> _WORK REQUIRED_:
Check every line of the entries below for "collect", and copy the lines that have it.

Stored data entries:
====
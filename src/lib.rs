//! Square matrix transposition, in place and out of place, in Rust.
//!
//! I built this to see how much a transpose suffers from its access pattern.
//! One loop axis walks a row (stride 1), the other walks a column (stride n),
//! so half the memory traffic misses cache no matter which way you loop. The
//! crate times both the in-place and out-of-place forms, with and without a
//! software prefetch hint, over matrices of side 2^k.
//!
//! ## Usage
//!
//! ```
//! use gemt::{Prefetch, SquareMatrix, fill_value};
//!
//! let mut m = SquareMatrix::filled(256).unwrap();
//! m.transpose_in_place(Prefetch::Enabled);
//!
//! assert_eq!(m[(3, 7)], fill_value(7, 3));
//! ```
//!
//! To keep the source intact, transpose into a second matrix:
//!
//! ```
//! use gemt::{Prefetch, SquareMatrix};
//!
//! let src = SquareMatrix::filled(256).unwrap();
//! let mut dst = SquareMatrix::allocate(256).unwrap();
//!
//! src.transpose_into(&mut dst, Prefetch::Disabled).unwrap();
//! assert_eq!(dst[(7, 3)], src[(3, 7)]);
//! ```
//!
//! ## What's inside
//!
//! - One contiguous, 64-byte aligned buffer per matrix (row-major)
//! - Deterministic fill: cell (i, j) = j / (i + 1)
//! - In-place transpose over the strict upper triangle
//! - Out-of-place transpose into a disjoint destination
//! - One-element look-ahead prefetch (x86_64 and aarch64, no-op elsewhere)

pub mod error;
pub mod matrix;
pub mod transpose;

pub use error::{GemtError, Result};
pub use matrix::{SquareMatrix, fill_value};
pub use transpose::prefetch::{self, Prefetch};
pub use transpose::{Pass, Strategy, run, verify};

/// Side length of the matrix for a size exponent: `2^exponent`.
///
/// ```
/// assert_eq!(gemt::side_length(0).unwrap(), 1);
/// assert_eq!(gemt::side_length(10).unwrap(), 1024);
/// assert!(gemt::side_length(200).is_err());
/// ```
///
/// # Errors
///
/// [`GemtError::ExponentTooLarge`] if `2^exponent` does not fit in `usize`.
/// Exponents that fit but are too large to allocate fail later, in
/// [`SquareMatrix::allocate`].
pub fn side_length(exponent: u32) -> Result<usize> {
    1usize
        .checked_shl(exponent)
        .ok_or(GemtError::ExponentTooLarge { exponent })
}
====
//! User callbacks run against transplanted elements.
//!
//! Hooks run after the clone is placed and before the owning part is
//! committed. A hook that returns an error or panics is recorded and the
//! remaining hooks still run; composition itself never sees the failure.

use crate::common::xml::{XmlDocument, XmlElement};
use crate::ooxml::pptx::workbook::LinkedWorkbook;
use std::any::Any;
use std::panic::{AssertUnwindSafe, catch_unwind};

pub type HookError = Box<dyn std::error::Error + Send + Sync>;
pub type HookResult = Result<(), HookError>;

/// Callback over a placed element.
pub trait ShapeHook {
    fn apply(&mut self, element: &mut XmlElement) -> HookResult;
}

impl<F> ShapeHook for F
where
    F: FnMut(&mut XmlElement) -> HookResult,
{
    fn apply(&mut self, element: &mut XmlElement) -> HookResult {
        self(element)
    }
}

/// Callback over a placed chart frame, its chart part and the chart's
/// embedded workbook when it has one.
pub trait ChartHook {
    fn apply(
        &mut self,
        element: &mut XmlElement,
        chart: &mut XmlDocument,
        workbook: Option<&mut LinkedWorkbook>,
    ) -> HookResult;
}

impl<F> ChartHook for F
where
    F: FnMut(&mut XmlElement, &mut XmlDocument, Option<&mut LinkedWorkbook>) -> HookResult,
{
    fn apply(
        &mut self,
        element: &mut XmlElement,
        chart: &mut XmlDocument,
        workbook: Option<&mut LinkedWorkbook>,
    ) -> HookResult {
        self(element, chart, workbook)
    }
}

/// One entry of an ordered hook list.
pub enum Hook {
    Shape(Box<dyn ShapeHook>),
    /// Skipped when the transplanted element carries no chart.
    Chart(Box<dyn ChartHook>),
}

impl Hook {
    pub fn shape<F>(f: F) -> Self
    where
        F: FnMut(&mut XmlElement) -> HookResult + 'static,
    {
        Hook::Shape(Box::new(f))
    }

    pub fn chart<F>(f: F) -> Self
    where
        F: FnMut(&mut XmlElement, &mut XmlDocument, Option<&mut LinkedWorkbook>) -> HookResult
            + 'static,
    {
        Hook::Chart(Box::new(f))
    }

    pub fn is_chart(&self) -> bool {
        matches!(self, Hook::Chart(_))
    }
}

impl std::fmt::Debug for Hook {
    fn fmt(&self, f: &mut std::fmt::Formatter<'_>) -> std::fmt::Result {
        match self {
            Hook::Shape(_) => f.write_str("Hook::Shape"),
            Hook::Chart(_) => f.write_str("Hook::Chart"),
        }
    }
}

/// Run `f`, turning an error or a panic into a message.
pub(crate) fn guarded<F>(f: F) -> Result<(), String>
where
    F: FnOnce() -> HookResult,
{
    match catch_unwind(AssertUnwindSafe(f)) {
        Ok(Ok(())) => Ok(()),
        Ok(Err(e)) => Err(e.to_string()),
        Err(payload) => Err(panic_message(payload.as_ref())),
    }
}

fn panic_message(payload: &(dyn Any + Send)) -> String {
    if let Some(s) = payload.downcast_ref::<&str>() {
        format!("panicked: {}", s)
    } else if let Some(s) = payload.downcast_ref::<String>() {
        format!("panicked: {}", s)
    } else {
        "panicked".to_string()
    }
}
====
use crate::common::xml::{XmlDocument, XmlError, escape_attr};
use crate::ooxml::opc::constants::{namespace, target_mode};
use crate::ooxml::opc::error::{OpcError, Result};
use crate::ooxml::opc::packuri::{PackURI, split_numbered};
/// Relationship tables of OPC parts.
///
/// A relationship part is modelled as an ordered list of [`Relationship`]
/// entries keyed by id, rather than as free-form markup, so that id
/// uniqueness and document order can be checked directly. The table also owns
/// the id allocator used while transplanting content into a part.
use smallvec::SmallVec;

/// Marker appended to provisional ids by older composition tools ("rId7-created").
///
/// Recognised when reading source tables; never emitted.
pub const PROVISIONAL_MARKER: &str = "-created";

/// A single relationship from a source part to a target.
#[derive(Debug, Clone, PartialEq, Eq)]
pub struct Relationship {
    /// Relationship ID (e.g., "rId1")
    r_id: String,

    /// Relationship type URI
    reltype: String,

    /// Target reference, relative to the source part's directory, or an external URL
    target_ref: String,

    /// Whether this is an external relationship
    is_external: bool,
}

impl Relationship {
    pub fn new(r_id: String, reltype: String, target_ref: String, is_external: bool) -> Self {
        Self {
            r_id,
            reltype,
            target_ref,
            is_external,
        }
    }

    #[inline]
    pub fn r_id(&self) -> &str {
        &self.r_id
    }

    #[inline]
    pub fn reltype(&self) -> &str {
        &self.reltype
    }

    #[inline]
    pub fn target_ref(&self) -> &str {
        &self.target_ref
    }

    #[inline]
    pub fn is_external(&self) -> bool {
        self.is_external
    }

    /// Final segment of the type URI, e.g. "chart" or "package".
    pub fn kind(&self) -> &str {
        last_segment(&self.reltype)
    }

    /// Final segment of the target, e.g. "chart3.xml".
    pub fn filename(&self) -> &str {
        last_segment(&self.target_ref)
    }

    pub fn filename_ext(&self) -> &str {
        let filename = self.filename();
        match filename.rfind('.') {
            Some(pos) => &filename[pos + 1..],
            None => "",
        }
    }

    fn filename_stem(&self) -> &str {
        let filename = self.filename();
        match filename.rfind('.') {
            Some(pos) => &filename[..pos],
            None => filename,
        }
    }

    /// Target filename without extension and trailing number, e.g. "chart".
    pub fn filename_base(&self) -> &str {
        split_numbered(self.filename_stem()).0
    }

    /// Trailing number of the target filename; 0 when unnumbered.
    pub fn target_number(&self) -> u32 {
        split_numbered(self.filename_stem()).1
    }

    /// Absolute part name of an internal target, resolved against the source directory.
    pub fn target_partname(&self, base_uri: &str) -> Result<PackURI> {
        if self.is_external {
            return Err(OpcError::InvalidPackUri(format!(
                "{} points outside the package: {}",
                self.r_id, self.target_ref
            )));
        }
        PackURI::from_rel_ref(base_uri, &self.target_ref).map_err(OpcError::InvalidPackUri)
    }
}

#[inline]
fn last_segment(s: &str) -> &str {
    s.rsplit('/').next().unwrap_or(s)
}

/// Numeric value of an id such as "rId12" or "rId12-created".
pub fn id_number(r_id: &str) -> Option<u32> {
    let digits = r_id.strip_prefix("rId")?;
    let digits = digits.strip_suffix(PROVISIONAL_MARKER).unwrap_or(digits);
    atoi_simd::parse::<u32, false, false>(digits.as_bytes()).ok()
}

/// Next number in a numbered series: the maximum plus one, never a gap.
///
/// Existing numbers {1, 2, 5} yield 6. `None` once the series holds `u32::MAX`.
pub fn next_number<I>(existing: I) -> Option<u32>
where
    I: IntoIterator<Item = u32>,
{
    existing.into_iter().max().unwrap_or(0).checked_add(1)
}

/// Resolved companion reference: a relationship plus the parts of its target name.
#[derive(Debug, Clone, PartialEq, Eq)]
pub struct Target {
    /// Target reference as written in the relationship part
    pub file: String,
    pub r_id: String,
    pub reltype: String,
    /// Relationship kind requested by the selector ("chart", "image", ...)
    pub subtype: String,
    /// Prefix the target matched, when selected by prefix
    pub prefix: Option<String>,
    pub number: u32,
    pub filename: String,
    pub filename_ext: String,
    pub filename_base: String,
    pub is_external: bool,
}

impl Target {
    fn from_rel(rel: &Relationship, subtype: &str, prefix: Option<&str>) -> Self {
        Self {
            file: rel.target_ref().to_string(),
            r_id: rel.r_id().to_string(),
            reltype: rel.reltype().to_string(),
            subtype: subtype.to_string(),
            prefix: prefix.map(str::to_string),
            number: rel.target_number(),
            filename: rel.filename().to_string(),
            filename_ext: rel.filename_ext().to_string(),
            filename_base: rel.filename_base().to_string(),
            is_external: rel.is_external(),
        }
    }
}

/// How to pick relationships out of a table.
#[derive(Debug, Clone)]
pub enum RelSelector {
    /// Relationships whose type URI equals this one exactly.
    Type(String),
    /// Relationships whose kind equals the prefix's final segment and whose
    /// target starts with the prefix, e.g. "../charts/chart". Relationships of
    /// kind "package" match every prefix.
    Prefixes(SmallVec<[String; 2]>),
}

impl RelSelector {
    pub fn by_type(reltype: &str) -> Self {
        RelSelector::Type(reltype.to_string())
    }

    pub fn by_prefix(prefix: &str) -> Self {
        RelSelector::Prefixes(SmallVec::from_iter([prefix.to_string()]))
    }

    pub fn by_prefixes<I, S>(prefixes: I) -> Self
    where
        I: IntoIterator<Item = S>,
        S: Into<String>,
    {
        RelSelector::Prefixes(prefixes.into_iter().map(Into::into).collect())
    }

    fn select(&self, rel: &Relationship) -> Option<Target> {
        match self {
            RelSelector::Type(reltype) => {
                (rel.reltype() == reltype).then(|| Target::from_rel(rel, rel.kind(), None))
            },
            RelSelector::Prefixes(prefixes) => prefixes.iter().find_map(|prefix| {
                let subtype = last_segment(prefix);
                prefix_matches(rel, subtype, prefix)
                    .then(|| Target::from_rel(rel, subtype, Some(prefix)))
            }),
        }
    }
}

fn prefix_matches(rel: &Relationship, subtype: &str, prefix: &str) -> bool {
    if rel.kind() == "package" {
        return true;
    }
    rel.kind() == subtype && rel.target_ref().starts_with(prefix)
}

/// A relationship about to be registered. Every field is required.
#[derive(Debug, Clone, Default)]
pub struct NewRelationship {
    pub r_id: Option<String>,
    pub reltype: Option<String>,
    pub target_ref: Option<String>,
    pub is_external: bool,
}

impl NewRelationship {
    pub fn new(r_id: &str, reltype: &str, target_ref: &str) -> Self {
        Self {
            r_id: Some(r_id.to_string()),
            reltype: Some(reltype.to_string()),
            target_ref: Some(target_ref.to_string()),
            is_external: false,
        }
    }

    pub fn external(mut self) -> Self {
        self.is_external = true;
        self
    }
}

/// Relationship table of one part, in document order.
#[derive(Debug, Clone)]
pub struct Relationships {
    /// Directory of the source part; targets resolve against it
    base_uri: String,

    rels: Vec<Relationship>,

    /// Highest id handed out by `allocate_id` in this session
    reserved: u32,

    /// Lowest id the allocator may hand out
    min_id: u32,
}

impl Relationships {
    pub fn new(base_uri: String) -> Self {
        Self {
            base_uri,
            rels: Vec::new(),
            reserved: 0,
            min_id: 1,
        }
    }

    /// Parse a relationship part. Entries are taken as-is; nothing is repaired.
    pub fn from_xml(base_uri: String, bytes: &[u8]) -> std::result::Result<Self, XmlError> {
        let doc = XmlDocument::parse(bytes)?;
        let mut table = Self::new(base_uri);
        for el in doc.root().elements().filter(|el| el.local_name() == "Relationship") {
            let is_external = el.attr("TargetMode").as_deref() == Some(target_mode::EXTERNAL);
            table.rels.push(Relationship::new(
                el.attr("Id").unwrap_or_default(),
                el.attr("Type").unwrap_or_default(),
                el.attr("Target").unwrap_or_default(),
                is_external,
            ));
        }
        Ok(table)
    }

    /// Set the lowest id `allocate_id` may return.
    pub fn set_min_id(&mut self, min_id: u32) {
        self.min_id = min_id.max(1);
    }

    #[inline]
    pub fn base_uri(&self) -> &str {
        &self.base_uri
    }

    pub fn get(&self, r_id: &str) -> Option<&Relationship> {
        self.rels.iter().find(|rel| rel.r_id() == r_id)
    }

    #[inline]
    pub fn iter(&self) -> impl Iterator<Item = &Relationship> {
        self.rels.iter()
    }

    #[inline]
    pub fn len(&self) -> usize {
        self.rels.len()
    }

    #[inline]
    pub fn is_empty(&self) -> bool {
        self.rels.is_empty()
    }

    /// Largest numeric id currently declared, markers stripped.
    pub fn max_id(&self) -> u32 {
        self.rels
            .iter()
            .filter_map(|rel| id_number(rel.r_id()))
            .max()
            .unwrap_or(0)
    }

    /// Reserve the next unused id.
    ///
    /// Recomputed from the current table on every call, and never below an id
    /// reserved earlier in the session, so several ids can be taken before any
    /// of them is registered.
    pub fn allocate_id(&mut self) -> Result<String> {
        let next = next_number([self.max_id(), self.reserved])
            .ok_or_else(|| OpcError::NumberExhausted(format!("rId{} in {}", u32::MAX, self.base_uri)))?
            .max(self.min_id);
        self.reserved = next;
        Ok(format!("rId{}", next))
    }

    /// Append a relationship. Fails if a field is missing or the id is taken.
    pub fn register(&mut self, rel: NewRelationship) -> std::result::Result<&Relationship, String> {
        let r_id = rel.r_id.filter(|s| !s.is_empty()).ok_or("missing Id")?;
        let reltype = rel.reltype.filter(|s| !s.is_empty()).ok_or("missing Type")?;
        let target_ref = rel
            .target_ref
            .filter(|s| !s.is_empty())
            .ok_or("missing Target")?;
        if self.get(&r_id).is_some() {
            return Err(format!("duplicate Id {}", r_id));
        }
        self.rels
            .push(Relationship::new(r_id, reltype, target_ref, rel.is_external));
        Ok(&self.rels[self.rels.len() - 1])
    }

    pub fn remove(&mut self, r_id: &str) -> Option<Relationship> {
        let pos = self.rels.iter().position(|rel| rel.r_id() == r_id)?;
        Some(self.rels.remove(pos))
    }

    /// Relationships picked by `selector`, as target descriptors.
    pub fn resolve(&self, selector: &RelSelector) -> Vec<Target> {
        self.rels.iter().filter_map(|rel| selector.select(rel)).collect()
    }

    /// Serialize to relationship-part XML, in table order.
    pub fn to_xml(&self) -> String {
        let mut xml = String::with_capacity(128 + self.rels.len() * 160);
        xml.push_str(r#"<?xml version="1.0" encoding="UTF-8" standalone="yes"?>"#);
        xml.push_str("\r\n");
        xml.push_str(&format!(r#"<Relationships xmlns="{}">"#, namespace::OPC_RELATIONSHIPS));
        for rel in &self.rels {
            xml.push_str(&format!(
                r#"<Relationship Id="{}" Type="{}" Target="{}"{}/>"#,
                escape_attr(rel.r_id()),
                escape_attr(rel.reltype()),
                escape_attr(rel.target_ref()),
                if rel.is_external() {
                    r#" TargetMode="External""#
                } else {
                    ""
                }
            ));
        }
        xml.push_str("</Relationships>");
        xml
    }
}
====
> _TASK SOLUTION_:
        RelSelector::Prefixes(prefixes.into_iter().map(Into::into).collect())
        self.rels.iter().filter_map(|rel| selector.select(rel)).collect()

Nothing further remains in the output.